• Entries provided:
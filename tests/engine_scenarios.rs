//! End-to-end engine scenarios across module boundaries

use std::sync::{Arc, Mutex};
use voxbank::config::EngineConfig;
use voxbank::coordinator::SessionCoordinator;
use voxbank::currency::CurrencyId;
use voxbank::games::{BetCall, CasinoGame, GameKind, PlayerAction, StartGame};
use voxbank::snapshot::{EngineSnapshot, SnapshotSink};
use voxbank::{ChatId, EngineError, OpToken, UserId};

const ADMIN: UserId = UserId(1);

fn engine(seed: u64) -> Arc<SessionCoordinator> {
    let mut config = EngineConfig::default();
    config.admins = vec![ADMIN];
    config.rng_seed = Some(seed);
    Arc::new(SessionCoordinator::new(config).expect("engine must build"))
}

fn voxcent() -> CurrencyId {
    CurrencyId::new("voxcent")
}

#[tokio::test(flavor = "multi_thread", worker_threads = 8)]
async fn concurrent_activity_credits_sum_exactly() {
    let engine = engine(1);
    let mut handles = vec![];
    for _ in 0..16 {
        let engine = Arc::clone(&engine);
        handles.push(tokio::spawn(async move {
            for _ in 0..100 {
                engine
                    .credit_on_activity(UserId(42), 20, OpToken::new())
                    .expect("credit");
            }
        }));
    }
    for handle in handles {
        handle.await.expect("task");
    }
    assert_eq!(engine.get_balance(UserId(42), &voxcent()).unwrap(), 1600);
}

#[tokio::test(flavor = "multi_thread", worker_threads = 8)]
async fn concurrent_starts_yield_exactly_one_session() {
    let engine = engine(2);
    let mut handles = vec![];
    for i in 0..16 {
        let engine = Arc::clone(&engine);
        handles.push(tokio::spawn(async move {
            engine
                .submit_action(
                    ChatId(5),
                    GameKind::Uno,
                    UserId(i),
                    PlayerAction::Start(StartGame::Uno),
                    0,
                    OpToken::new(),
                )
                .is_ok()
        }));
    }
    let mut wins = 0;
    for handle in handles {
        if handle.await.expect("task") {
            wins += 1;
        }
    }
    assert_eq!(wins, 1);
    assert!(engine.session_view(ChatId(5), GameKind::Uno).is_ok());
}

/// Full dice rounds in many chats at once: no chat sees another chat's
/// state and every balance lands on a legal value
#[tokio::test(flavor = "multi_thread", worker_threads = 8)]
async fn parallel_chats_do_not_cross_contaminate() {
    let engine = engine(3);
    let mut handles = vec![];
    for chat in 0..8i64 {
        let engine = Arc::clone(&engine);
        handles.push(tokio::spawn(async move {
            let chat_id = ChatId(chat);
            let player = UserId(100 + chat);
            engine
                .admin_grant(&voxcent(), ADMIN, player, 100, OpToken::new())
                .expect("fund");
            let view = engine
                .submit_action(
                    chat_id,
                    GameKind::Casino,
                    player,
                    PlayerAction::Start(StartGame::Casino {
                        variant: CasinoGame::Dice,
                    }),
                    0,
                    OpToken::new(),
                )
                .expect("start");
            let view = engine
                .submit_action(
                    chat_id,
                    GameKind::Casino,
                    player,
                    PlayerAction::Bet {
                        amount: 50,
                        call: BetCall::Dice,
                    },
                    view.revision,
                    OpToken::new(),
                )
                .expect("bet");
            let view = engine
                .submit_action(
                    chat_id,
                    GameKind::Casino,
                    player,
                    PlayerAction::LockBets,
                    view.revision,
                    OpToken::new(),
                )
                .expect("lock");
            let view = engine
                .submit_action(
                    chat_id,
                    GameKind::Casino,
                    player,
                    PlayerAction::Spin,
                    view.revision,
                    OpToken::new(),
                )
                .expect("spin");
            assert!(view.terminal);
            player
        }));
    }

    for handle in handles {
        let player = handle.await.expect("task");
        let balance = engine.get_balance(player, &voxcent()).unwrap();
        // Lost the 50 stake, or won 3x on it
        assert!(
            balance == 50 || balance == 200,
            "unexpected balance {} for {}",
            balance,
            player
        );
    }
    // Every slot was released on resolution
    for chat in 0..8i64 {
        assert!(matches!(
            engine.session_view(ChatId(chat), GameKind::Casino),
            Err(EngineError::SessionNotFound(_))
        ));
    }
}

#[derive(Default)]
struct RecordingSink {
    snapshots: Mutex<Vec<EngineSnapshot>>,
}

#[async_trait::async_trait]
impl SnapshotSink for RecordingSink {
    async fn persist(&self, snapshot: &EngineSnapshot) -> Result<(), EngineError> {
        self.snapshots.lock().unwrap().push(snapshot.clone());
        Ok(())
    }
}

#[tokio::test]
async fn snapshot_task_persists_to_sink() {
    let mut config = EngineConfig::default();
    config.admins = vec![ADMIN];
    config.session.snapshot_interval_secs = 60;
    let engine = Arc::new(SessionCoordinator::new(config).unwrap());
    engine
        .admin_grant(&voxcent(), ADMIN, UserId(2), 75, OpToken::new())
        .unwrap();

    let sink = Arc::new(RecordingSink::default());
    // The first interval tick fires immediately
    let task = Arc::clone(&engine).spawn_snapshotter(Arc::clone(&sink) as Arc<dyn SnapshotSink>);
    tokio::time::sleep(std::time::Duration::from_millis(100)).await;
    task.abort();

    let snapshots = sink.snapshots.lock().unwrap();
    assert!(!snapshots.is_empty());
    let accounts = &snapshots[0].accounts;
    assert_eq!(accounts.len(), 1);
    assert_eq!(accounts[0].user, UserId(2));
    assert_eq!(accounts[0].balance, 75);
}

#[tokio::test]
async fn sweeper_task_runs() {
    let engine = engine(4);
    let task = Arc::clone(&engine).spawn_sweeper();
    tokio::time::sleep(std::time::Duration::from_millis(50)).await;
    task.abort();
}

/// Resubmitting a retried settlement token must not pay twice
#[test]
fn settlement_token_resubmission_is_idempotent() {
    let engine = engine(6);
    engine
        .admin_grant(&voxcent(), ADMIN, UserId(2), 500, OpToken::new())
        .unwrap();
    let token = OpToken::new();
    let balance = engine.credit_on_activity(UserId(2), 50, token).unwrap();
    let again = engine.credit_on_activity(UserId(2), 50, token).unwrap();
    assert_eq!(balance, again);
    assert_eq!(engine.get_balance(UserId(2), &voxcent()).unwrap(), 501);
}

• Task details: Only lines containing the string "unwrap" are needed. Pull each of them out of the records above.

• Answer to the problem:
    assert_eq!(engine.get_balance(UserId(42), &voxcent()).unwrap(), 1600);
        let balance = engine.get_balance(player, &voxcent()).unwrap();
        self.snapshots.lock().unwrap().push(snapshot.clone());
    let engine = Arc::new(SessionCoordinator::new(config).unwrap());
        .unwrap();
    let snapshots = sink.snapshots.lock().unwrap();
        .unwrap();
    let balance = engine.credit_on_activity(UserId(2), 50, token).unwrap();
    let again = engine.credit_on_activity(UserId(2), 50, token).unwrap();
    assert_eq!(engine.get_balance(UserId(2), &voxcent()).unwrap(), 501);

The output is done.